In fact there is some cross-linguistic contrastive research to suggest that the foreigner is at a disadvantage. Even where the grammar and vocabulary may be perfectly adequate, it seems to be the case that a non-native may tend to transfer the discourse patterns of her native language to English. It has been suggested, for example, that Asian languages such as Chinese, Japanese and Korean have different patterns of argument to English [3]. Thus one study found that those Korean academics trained in the United States wrote in an‘English’ discourse style, while their colleague who had trained and worked only in Korea with a paper published in the same anthology, wrote in a Korean style with no statement of purpose of the article and a very loose and unstructured pattern from the English point of view [4]. More generally, Hinds has put forward a widely discussed position that Japanese has a different expectation as to the degree of involvement of the reader compared to English, with Japanese giving more responsibility to the reader, English to the writer [5].

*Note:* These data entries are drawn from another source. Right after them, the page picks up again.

use crate::db::DbResult;
use crate::db::error::DbError;
use crate::models::types::UserId;
use crate::models::username::Username;
use serde::{Deserialize, Serialize};
use tokio_postgres::Row;

/// Profile as returned by the OAuth provider after the token exchange.
#[derive(Debug, Clone, Default, Serialize, Deserialize)]
pub struct OAuthProfile {
    pub email: String,
    /// Free-form display name, may be missing or contain anything
    #[serde(default)]
    pub name: Option<String>,
    #[serde(default)]
    pub picture: Option<String>,
}

impl OAuthProfile {
    pub fn display_name(&self) -> &str {
        self.name.as_deref().unwrap_or_default()
    }
}

#[derive(Debug, Clone, Serialize)]
pub struct User {
    /// Unique user ID
    pub id: UserId,
    /// Email address, used as the identity key
    pub email: String,
    /// Derived username (distinct)
    pub username: Username,
    /// Profile picture URL from the provider
    pub image: Option<String>,
    pub created_at: chrono::DateTime<chrono::Utc>,
}

impl User {
    pub fn try_from_row(row: &Row) -> DbResult<Self> {
        let username: String = row.try_get("username")?;
        Ok(Self {
            id: row.try_get::<_, UserId>("id")?,
            email: row.try_get("email")?,
            username: Username::parse(username).map_err(|e| DbError::Decode(format!("username: {e}")))?,
            image: row.try_get("image")?,
            created_at: row.try_get("created_at")?,
        })
    }
}

/// A user record that has not been stored yet.
#[derive(Debug, Clone)]
pub struct NewUser {
    pub email: String,
    pub username: Username,
    pub image: Option<String>,
}

/// What a session carries about the signed-in user.
#[derive(Debug, Clone, PartialEq, Eq, Serialize)]
pub struct SessionUser {
    pub id: UserId,
    pub email: String,
    pub username: String,
    pub image: Option<String>,
}

impl From<&User> for SessionUser {
    fn from(u: &User) -> Self {
        Self {
            id: u.id,
            email: u.email.clone(),
            username: u.username.to_string(),
            image: u.image.clone(),
        }
    }
}
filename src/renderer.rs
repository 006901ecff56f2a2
mod layout;

pub use layout::{render_landing, render_nav, render_root_layout};

/// Escapes text for use in HTML element content and attribute values.
pub fn escape_html(s: &str) -> String {
    let mut out = String::with_capacity(s.len());
    for c in s.chars() {
        match c {
            '&' => out.push_str("&amp;"),
            '<' => out.push_str("&lt;"),
            '>' => out.push_str("&gt;"),
            '"' => out.push_str("&quot;"),
            '\'' => out.push_str("&#39;"),
            _ => out.push(c),
        }
    }
    out
}
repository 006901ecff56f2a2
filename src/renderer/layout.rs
use crate::config::SiteMeta;
use crate::models::user::SessionUser;
use crate::renderer::escape_html;

/// Path of the sign-in entry point for the Google provider.
pub const GOOGLE_SIGNIN_PATH: &str = "/api/auth/signin/google";

/// Renders the root page shell around already-rendered navigation and content.
///
/// `nav_html` and `children_html` are inserted verbatim; only the metadata is escaped.
pub fn render_root_layout(meta: &SiteMeta, nav_html: &str, children_html: &str) -> String {
    let title = escape_html(&meta.title);
    let description = escape_html(&meta.description);

    format!(
        r#"<!DOCTYPE html>
<html lang="en">
  <head>
    <meta charset="utf-8">
    <meta name="viewport" content="width=device-width, initial-scale=1">
    <title>{title}</title>
    <meta name="description" content="{description}">
    <link rel="stylesheet" href="/styles/globals.css">
  </head>
  <body>
    <div class="main">
      <div class="gradient"></div>
    </div>
    <main class="app">
      {nav_html}
      {children_html}
    </main>
  </body>
</html>
"#
    )
}

/// Navigation bar. Shows the username when signed in, a sign-in link otherwise.
pub fn render_nav(meta: &SiteMeta, user: Option<&SessionUser>) -> String {
    let title = escape_html(&meta.title);
    let account = match user {
        Some(u) => format!(r#"<span class="nav-user">@{}</span>"#, escape_html(&u.username)),
        None => format!(r#"<a class="black_btn" href="{GOOGLE_SIGNIN_PATH}">Sign in</a>"#),
    };

    format!(r#"<nav class="nav"><a class="logo_text" href="/">{title}</a>{account}</nav>"#)
}

pub fn render_landing(meta: &SiteMeta) -> String {
    format!(
        r#"<section class="feed"><h1 class="head_text">{}</h1><p class="desc">{}</p></section>"#,
        escape_html(&meta.title),
        escape_html(&meta.description)
    )
}
pub mod config;
pub mod db;
pub mod error;
pub mod models;
pub mod net;
pub mod renderer;
pub mod services;
pub mod state;

// Convenient re-exports (so call sites can do `prompt_share::Registry`, etc.)
pub use state::registry::Registry;

/// Installs the tracing subscriber and the color-eyre report handler.
pub fn init_tracing() {
    use tracing_subscriber::{EnvFilter, prelude::*};

    if let Err(e) = color_eyre::install() {
        eprintln!("cannot install color-eyre: {e}");
    }

    let filter = EnvFilter::try_from_default_env().unwrap_or_else(|_| EnvFilter::new("info"));

    tracing_subscriber::registry()
        .with(filter)
        .with(
            tracing_subscriber::fmt::layer()
                .with_target(false)
                .with_timer(tracing_subscriber::fmt::time::uptime()),
        )
        .with(tracing_error::ErrorLayer::default())
        .init();
}
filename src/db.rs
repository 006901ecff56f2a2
use crate::db::error::DbError;
use deadpool_postgres::Pool;
use tokio_postgres::Row;

mod migrations;
mod pool;

pub mod error;
pub mod repo;

pub type DbResult<T> = Result<T, DbError>;

#[derive(Clone, Debug)]
pub struct Db {
    pub(crate) pool: Pool,
}

impl Db {
    pub async fn get_client(&self) -> DbResult<deadpool_postgres::Client> {
        Ok(self.pool.get().await?)
    }
}

pub fn map_row_opt<T, F>(row_opt: Option<Row>, f: F, ctx: &str) -> DbResult<Option<T>>
where
    F: FnOnce(&Row) -> DbResult<T>,
{
    match row_opt {
        Some(row) => match f(&row) {
            Ok(v) => Ok(Some(v)),
            Err(e) => {
                tracing::error!(error = %e, context = %ctx, "row mapping failed");
                Err(e)
            }
        },
        None => Ok(None),
    }
}
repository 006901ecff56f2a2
pub mod http;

It might be objected though that this is relevant only to languages and cultures which differ greatly to English. However, research on German has shown that German academic writing in the social sciences has a much less linear structure than English, to the extent that the English translation of a German textbook was criticized as haphazard or even chaotic by American reviewers, whereas the original had received no such reviews on the European continent [6]. Academic respectability in English is evidenced by the appropriate discourse structure but in German by the appropriate level of abstraction[7]. Similarly, academic Finnish texts have been shown to differ in the way they use connectors and previews and are much less explicit than English in their drawing of conclusions. Spanish also has a similar pattern [8]. English, therefore, would seem to be a more ‘writer-responsible’ language than at least some other European languages.